My advice would be not to do it. As long as you do not have vast overwhelming amounts of tall dense inedible weeds (and if you do, just spraying a herbicide isn't likely to fix things very well), they are not cutting into your grazing yield very much during optimal conditions, and during SUBoptimal weather conditions they can IMPROVE your grazing yield. 

Also it is very valuable in many cases to have clovers amongst the grasses, and broadleaf weedkillers will zap those too. (Without necessarily actually doing much about REAL problems, like canada thistle or toxic weeds).

I would very seriously suggest you use only mowing or hand-pulling to control patches of significant weeds, and let the rest of them "be". Aside from if you have areas with lots of goldenrod or asters, you might want to mow them early in the summer, around now-ish or a few weeks ago, to keep the grass competitive in those areas.

There is real benefit to a biodiverse pasture. I know the extension service ag-school guys seldom aknowledge it, but in a REAL world with REAL soil and REAL weather fluctuations, those "weeds" actually can be useful 

Good luck, have fun,

Pat


----------



## freemotion

I used to fight the weeds in my horse pasture.  Then I got goats.  Then I got chickens.  Then I started actually PLANTING "weeds" in my pasture!  Imagine that!  I agree with Pat, biodiversity.  With both the plants and the animals.

Seriously, though..... If you mow a bit more often, too, you will increase the grasses and decrease the broadleaf weeds.  Grasses will continue to grow and proliferate even when mown but weeds (mostly) will not produce seeds if they are topped often enough, and will die out.


----------



## dianneS

I was wondering if broadleaf weed killers would kill clover.  If they do, then I'm not spraying.  I have a lot of clover and the horses love it!  The goats don't care for it so much, but I have honey bees all over the pasture, I should get some hives!

I think I need to goat proof my horse pasture and put the goats out there from time to time, that would probably be the best solution.

I just had the pasture mowed and I think this was perfect timing.  I only have it mowed once a year, and that seems to be fine.  My mower guy uses a giant mower that mows more like a lawn mower, not a hay mower, so I don't have huge win rows of cut grass laying out there rotting.  The previous owners of the property used to have it mowed like that and those big piles and rows of would decompose and make the pasture all lumpy and bumpy.  Since our new guy is mowing for us, the pasture is nice and flat I can use the one level area as a second arena space now!


----------



## ducks4you

dianneS said:
			
		

> Does anyone spray their pastures for weeds?
> 
> I don't have a terrible weed problem, but would like to improve my pasture quality of course.  I've seen that *"Pasture Pro"* herbicide that claims you don't even have to take the horses off the pasture after spraying.
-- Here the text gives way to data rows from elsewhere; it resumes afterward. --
//! Model serialization and deserialization via bincode.

use std::path::Path;

use tracing::{debug, info, instrument};

use crate::error::ForestError;
use crate::forest::RandomForest;

/// Current binary format version.
const FORMAT_VERSION: u32 = 1;

#[derive(serde::Serialize)]
struct EnvelopeRef<'a> {
    format_version: u32,
    forest: &'a RandomForest,
}

#[derive(serde::Deserialize)]
struct Envelope {
    format_version: u32,
    forest: RandomForest,
}

impl RandomForest {
    /// Save the model to a binary file, overwriting any existing file.
    ///
    /// # Errors
    ///
    /// | Variant | Condition |
    /// |---|---|
    /// | [`ForestError::SerializeModel`] | bincode encoding failed |
    /// | [`ForestError::WriteModel`] | file write failed |
    #[instrument(skip(self), fields(path = %path.as_ref().display()))]
    pub fn save(&self, path: impl AsRef<Path>) -> Result<(), ForestError> {
        let path = path.as_ref();
        let envelope = EnvelopeRef {
            format_version: FORMAT_VERSION,
            forest: self,
        };
        let bytes =
            bincode::serialize(&envelope).map_err(|source| ForestError::SerializeModel { source })?;
        std::fs::write(path, &bytes).map_err(|source| ForestError::WriteModel {
            path: path.to_path_buf(),
            source,
        })?;

        info!(size_bytes = bytes.len(), n_trees = self.trees.len(), "model saved");
        Ok(())
    }

    /// Load a model from a binary file.
    ///
    /// # Errors
    ///
    /// | Variant | Condition |
    /// |---|---|
    /// | [`ForestError::ReadModel`] | file read failed |
    /// | [`ForestError::DeserializeModel`] | bincode decoding failed |
    /// | [`ForestError::IncompatibleModelVersion`] | format version mismatch |
    #[instrument(fields(path = %path.as_ref().display()))]
    pub fn load(path: impl AsRef<Path>) -> Result<Self, ForestError> {
        let path = path.as_ref();
        let bytes = std::fs::read(path).map_err(|source| ForestError::ReadModel {
            path: path.to_path_buf(),
            source,
        })?;

        // The version is the first field, so check it before decoding the rest.
        let found: u32 = bincode::deserialize(&bytes).map_err(|source| {
            ForestError::DeserializeModel {
                path: path.to_path_buf(),
                source,
            }
        })?;
        if found != FORMAT_VERSION {
            return Err(ForestError::IncompatibleModelVersion {
                expected: FORMAT_VERSION,
                found,
                path: path.to_path_buf(),
            });
        }

        let envelope: Envelope =
            bincode::deserialize(&bytes).map_err(|source| ForestError::DeserializeModel {
                path: path.to_path_buf(),
                source,
            })?;

        debug!(
            format_version = envelope.format_version,
            n_trees = envelope.forest.trees.len(),
            n_features = envelope.forest.n_features,
            "model loaded"
        );
        Ok(envelope.forest)
    }
}

#[cfg(test)]
mod tests {
    use tempfile::TempDir;

    use crate::config::RandomForestConfig;
    use crate::error::ForestError;
    use crate::forest::RandomForest;

    fn train_simple_model() -> RandomForest {
        let features = vec![
            vec![1.0, 0.0],
            vec![2.0, 1.0],
            vec![3.0, 0.0],
            vec![10.0, 1.0],
            vec![11.0, 0.0],
            vec![12.0, 1.0],
        ];
        let labels = vec![false, false, false, true, true, true];
        let names = vec!["x".to_string(), "y".to_string()];
        RandomForestConfig::new(5)
            .unwrap()
            .fit(&features, &labels, &names)
            .unwrap()
            .into_forest()
    }

    #[test]
    fn round_trip_identical_predictions() {
        let dir = TempDir::new().unwrap();
        let path = dir.path().join("model.bin");
        let forest = train_simple_model();
        forest.save(&path).unwrap();
        let loaded = RandomForest::load(&path).unwrap();

        assert_eq!(loaded.feature_names(), forest.feature_names());
        for sample in [[1.5, 0.0], [11.0, 1.0], [5.0, 0.5]] {
            assert_eq!(
                forest.predict_proba(&sample).unwrap(),
                loaded.predict_proba(&sample).unwrap()
            );
        }
    }

    #[test]
    fn save_overwrites_existing_file() {
        let dir = TempDir::new().unwrap();
        let path = dir.path().join("model.bin");
        std::fs::write(&path, b"stale").unwrap();
        train_simple_model().save(&path).unwrap();
        assert!(RandomForest::load(&path).is_ok());
    }

    #[test]
    fn load_nonexistent_file_error() {
        let dir = TempDir::new().unwrap();
        let err = RandomForest::load(dir.path().join("absent.bin")).unwrap_err();
        assert!(matches!(err, ForestError::ReadModel { .. }));
    }

    #[test]
    fn load_corrupt_file_error() {
        let dir = TempDir::new().unwrap();
        let path = dir.path().join("corrupt.bin");
        std::fs::write(&path, [1u8]).unwrap();
        let err = RandomForest::load(&path).unwrap_err();
        assert!(matches!(err, ForestError::DeserializeModel { .. }));
    }

    #[test]
    fn load_wrong_version_error() {
        let dir = TempDir::new().unwrap();
        let path = dir.path().join("future.bin");
        std::fs::write(&path, bincode::serialize(&99u32).unwrap()).unwrap();
        let err = RandomForest::load(&path).unwrap_err();
        assert!(matches!(
            err,
            ForestError::IncompatibleModelVersion { expected: 1, found: 99, .. }
        ));
    }
}
//! Process-lifetime application context: one dataset, one artifact.

use std::path::Path;

use steamhit_io::{ArtifactStore, Dataset, DatasetReader, FeatureSelector, GameRecord, ModelArtifact};
use tracing::{info, instrument};

use crate::error::ServeError;
use crate::service::{Prediction, PredictionService};

/// A title resolved to its record's display fields and a prediction.
#[derive(Debug, Clone, serde::Serialize)]
pub struct TitlePrediction {
    pub title: String,
    pub app_id: Option<u64>,
    pub rating: Option<String>,
    pub positive_ratio: Option<f64>,
    pub user_reviews: Option<u64>,
    pub price_final: Option<f64>,
    pub discount: Option<f64>,
    pub year: Option<i32>,
    #[serde(flatten)]
    pub prediction: Prediction,
}

/// Everything a serving process needs, loaded once at start-up.
///
/// Built by [`AppContext::init`] and never mutated afterwards. Pass it by
/// reference to whatever answers prediction requests.
#[derive(Debug)]
pub struct AppContext {
    dataset: Dataset,
    selector: FeatureSelector,
    service: PredictionService,
}

impl AppContext {
    /// Load the artifact pair and the dataset.
    ///
    /// Artifacts are loaded first so that a missing model fails before the
    /// dataset is parsed.
    ///
    /// # Errors
    ///
    /// | Variant | Condition |
    /// |---|---|
    /// | [`ServeError::Artifact`] | Model or feature list missing or unreadable |
    /// | [`ServeError::Record`] | Stored feature list names an unknown column |
    /// | [`ServeError::Data`] | Dataset file missing or malformed |
    #[instrument(skip_all, fields(data = %data_path.display(), models = %store.dir().display()))]
    pub fn init(data_path: &Path, store: &ArtifactStore) -> Result<Self, ServeError> {
        let artifact = store.load()?;
        let dataset = DatasetReader::new(data_path).read()?;
        let ctx = Self::from_parts(dataset, artifact)?;
        info!(
            n_records = ctx.dataset.len(),
            n_features = ctx.selector.len(),
            "application context ready"
        );
        Ok(ctx)
    }

    /// Assemble a context from already-loaded parts.
    ///
    /// # Errors
    ///
    /// [`ServeError::Artifact`] when the forest and the feature list come
    /// from different runs; [`ServeError::Record`] when the feature list
    /// names a column the selector does not know.
    pub fn from_parts(dataset: Dataset, artifact: ModelArtifact) -> Result<Self, ServeError> {
        artifact.check_consistent()?;
        let selector = FeatureSelector::new(artifact.feature_names())?;
        Ok(Self {
            dataset,
            selector,
            service: PredictionService::new(artifact),
        })
    }

    /// The loaded dataset.
    #[must_use]
    pub fn dataset(&self) -> &Dataset {
        &self.dataset
    }

    /// The prediction service.
    #[must_use]
    pub fn service(&self) -> &PredictionService {
        &self.service
    }

    /// Project a record through the artifact's feature list and score it.
    ///
    /// # Errors
    ///
    /// [`ServeError::Record`] when the record lacks a needed value.
    pub fn predict_record(&self, record: &GameRecord) -> Result<Prediction, ServeError> {
        let vector = self.selector.select(record)?;
        self.service.predict(vector.as_slice())
    }

    /// Score the first record carrying `title`.
    ///
    /// # Errors
    ///
    /// [`ServeError::UnknownTitle`] when no record matches, otherwise as
    /// [`predict_record`](Self::predict_record).
    pub fn predict_title(&self, title: &str) -> Result<TitlePrediction, ServeError> {
        let record = self
            .dataset
            .find_by_title(title)
            .ok_or_else(|| ServeError::UnknownTitle {
                title: title.to_string(),
            })?;
        let prediction = self.predict_record(record)?;
        Ok(TitlePrediction {
            title: record.title().to_string(),
            app_id: record.app_id(),
            rating: record.rating().map(String::from),
            positive_ratio: record.positive_ratio(),
            user_reviews: record.user_reviews(),
            price_final: record.price_final(),
            discount: record.discount(),
            year: record.year(),
            prediction,
        })
    }
}
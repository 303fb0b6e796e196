use std::path::PathBuf;

/// Errors from fitting, scoring, and persisting trees and forests.
#[derive(Debug, thiserror::Error)]
pub enum ForestError {
    #[error("n_trees must be at least 1, got {n_trees}")]
    InvalidTreeCount { n_trees: usize },

    #[error("max_depth must be at least 1, got {max_depth}")]
    InvalidMaxDepth { max_depth: usize },

    #[error("min_samples_split must be at least 2, got {min_samples_split}")]
    InvalidMinSamplesSplit { min_samples_split: usize },

    #[error("min_samples_leaf must be at least 1, got {min_samples_leaf}")]
    InvalidMinSamplesLeaf { min_samples_leaf: usize },

    /// `max_features` resolved outside `[1, n_features]`.
    #[error("max_features resolved to {max_features}, but must be in [1, {n_features}]")]
    InvalidMaxFeatures {
        max_features: usize,
        n_features: usize,
    },

    /// Returned when the hold-out fraction is not strictly between 0 and 1.
    #[error("test_fraction must be in (0.0, 1.0), got {fraction}")]
    InvalidTestFraction {
        /// The invalid fraction provided.
        fraction: f64,
    },

    #[error("no samples to train or score on")]
    EmptyDataset,

    #[error("samples have zero feature columns")]
    ZeroFeatures,

    /// Returned when features and labels disagree on the number of samples.
    #[error("got {n_features_rows} feature rows but {n_labels} labels")]
    LabelCountMismatch {
        /// Number of feature rows.
        n_features_rows: usize,
        /// Number of labels.
        n_labels: usize,
    },

    /// Returned when feature names disagree with the feature column count.
    #[error("got {n_names} feature names for {n_features} feature columns")]
    FeatureNameMismatch {
        /// Number of names supplied.
        n_names: usize,
        /// Number of feature columns in the data.
        n_features: usize,
    },

    /// Training rows are ragged.
    #[error("sample {sample_index} has {got} features, expected {expected}")]
    FeatureCountMismatch {
        expected: usize,
        got: usize,
        /// Zero-based row of the first ragged sample.
        sample_index: usize,
    },

    /// A prediction input is wider or narrower than the fitted model.
    #[error("prediction input has {got} features, model was fitted on {expected}")]
    PredictionFeatureMismatch { expected: usize, got: usize },

    /// NaN or infinity in the training matrix.
    #[error("non-finite value at sample {sample_index}, feature {feature_index}")]
    NonFiniteValue {
        sample_index: usize,
        feature_index: usize,
    },

    /// Returned when every label belongs to the same class.
    #[error("labels contain only the {} class; a binary classifier needs both", class_name(.positive))]
    SingleClass {
        /// Which class all labels belong to.
        positive: bool,
    },

    /// Returned when a class is too small to appear on both sides of a split.
    #[error("{} class has only {count} sample(s), need at least 2 for a stratified split", class_name(.positive))]
    TooFewSamplesForSplit {
        /// Which class is too small.
        positive: bool,
        /// The number of samples belonging to that class.
        count: usize,
    },

    #[error("failed to encode model")]
    SerializeModel { source: Box<bincode::ErrorKind> },

    /// The model file is truncated or not a forest.
    #[error("failed to decode model from {path}")]
    DeserializeModel {
        path: PathBuf,
        source: Box<bincode::ErrorKind>,
    },

    #[error("failed to write model to {path}")]
    WriteModel {
        path: PathBuf,
        source: std::io::Error,
    },

    #[error("failed to read model from {path}")]
    ReadModel {
        path: PathBuf,
        source: std::io::Error,
    },

    /// The model file was written by a different format version.
    #[error("model file {path} has format version {found}, this build reads {expected}")]
    IncompatibleModelVersion {
        expected: u32,
        found: u32,
        path: PathBuf,
    },
}

fn class_name(positive: &bool) -> &'static str {
    if *positive { "positive" } else { "negative" }
}
//! Prediction methods for the Random Forest ensemble.

use rayon::iter::{IntoParallelIterator, ParallelIterator};

use crate::error::ForestError;
use crate::forest::RandomForest;

impl RandomForest {
    /// Predict whether a sample belongs to the positive class.
    ///
    /// Positive when the averaged positive-class probability exceeds one half;
    /// an exact tie resolves to the negative class.
    ///
    /// # Errors
    ///
    /// Returns [`ForestError::PredictionFeatureMismatch`] when `sample.len() != n_features`.
    pub fn predict(&self, sample: &[f64]) -> Result<bool, ForestError> {
        self.predict_with_proba(sample).map(|(class, _)| class)
    }

    /// Class and positive-class probability from one pass over the trees.
    ///
    /// The class follows the same rule as [`predict`](Self::predict).
    ///
    /// # Errors
    ///
    /// Returns [`ForestError::PredictionFeatureMismatch`] when `sample.len() != n_features`.
    pub fn predict_with_proba(&self, sample: &[f64]) -> Result<(bool, f64), ForestError> {
        let p = self.predict_proba(sample)?;
        Ok((p > 0.5, p))
    }

    /// Return the positive-class probability for a single sample.
    ///
    /// Averages the leaf positive fractions of every tree.
    ///
    /// # Errors
    ///
    /// Returns [`ForestError::PredictionFeatureMismatch`] when `sample.len() != n_features`.
    pub fn predict_proba(&self, sample: &[f64]) -> Result<f64, ForestError> {
        if sample.len() != self.n_features {
            return Err(ForestError::PredictionFeatureMismatch {
                expected: self.n_features,
                got: sample.len(),
            });
        }
        let total: f64 = self.trees.iter().map(|t| t.leaf_fraction(sample)).sum();
        Ok(total / self.trees.len() as f64)
    }

    /// Predict classes for a batch of samples in parallel.
    ///
    /// # Errors
    ///
    /// Returns [`ForestError::PredictionFeatureMismatch`] if any sample has the wrong feature count.
    pub fn predict_batch(&self, features: &[Vec<f64>]) -> Result<Vec<bool>, ForestError> {
        features
            .into_par_iter()
            .map(|sample| self.predict(sample))
            .collect()
    }

    /// Return positive-class probabilities for a batch of samples in parallel.
    ///
    /// # Errors
    ///
    /// Returns [`ForestError::PredictionFeatureMismatch`] if any sample has the wrong feature count.
    pub fn predict_proba_batch(&self, features: &[Vec<f64>]) -> Result<Vec<f64>, ForestError> {
        features
            .into_par_iter()
            .map(|sample| self.predict_proba(sample))
            .collect()
    }

    /// Return the number of features this forest was trained on.
    #[must_use]
    pub fn n_features(&self) -> usize {
        self.n_features
    }

    /// Return the number of trees in the ensemble.
    #[must_use]
    pub fn n_trees(&self) -> usize {
        self.trees.len()
    }

    /// Return the feature names recorded at training time.
    #[must_use]
    pub fn feature_names(&self) -> &[String] {
        &self.feature_names
    }
}
//! Error types for steamhit-serve.

use std::fmt;

use steamhit_forest::ForestError;
use steamhit_io::{ArtifactError, DataError, RecordError};

/// Errors from initialising the application context or serving a prediction.
#[derive(Debug, thiserror::Error)]
pub enum ServeError {
    /// Returned when an input vector's length differs from the stored
    /// feature list. Inputs are never truncated or padded.
    #[error("feature vector has {got} values, model expects {expected}")]
    ShapeMismatch {
        /// Length of the stored feature-name list.
        expected: usize,
        /// Length of the supplied vector.
        got: usize,
    },

    /// Returned when the model artifacts are absent or unusable.
    #[error("model unavailable")]
    Artifact(#[from] ArtifactError),

    /// Returned when the dataset cannot be loaded.
    #[error("dataset unavailable")]
    Data(#[from] DataError),

    /// Returned when a record lacks a value the model needs, or the stored
    /// feature list names an unknown column.
    #[error(transparent)]
    Record(#[from] RecordError),

    /// Returned when no record carries the requested title.
    #[error("no record titled \"{title}\"")]
    UnknownTitle {
        /// The title that was looked up.
        title: String,
    },

    /// Returned when the forest rejects an input that passed the length check.
    #[error("prediction failed")]
    Forest(#[from] ForestError),
}

/// What an operator should do about a [`ServeError`].
#[derive(Debug, Clone, Copy, PartialEq, Eq, serde::Serialize)]
#[serde(rename_all = "snake_case")]
pub enum ErrorCategory {
    /// No usable model: run training.
    ModelUnavailable,
    /// The dataset file itself is unusable: fix or replace it.
    DatasetUnavailable,
    /// The requested row or vector is bad: fix the input.
    BadInput,
}

impl ErrorCategory {
    /// Stable short name.
    #[must_use]
    pub fn as_str(self) -> &'static str {
        match self {
            Self::ModelUnavailable => "model_unavailable",
            Self::DatasetUnavailable => "dataset_unavailable",
            Self::BadInput => "bad_input",
        }
    }
}

impl fmt::Display for ErrorCategory {
    fn fmt(&self, f: &mut fmt::Formatter<'_>) -> fmt::Result {
        f.write_str(self.as_str())
    }
}

impl ServeError {
    /// Classify the error for whoever presents it.
    #[must_use]
    pub fn category(&self) -> ErrorCategory {
        match self {
            // A vector that matches the stored list but not the forest means
            // the two artifact files come from different runs.
            Self::Artifact(_)
            | Self::Record(RecordError::UnknownFeature { .. })
            | Self::Forest(ForestError::PredictionFeatureMismatch { .. }) => {
                ErrorCategory::ModelUnavailable
            }
            Self::Data(_) => ErrorCategory::DatasetUnavailable,
            Self::ShapeMismatch { .. }
            | Self::Record(RecordError::MissingField { .. })
            | Self::UnknownTitle { .. }
            | Self::Forest(_) => ErrorCategory::BadInput,
        }
    }
}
*O M GOSH*--I bought that stuff _without_ reading the package instructions.  I AM going to use it OUTSIDE of my fenced in pastures, but I'll be taking them OFF of one pasture at a time so they don't reach through the fence and EAT any of the area applied UNTIL the weeds are dead and it's rained a few times.  The application needs to be given with long sleeves, long rubber gloves and a mask, and you need to sprayer to use this.  Does that sound really safe, to you?  IF your horses get sick from this, it's gonna be awhile before you can ride them again.  If not, great.  I'm just telling you MHO.
The weeds I tackle most are these: 
I have to fight the following weeds every year:
Cockleburrs





Thistles




(there is another one that I cannot find a picture of, or the name, but it IS invasive, though it might be native.)
I find that I can control them by-
mowing
mulching over them immediately AFTER mowing.
Sometimes I law down newspaper or cardboard, then mulch to smother them along my fencelines.
I justed wanted you to know.


----------



## dianneS

I did read the complete instructions on the Pasture pro stuff.  Was not pleased to see all of the hazardous warnings.  I don't think I'm going to try it at all.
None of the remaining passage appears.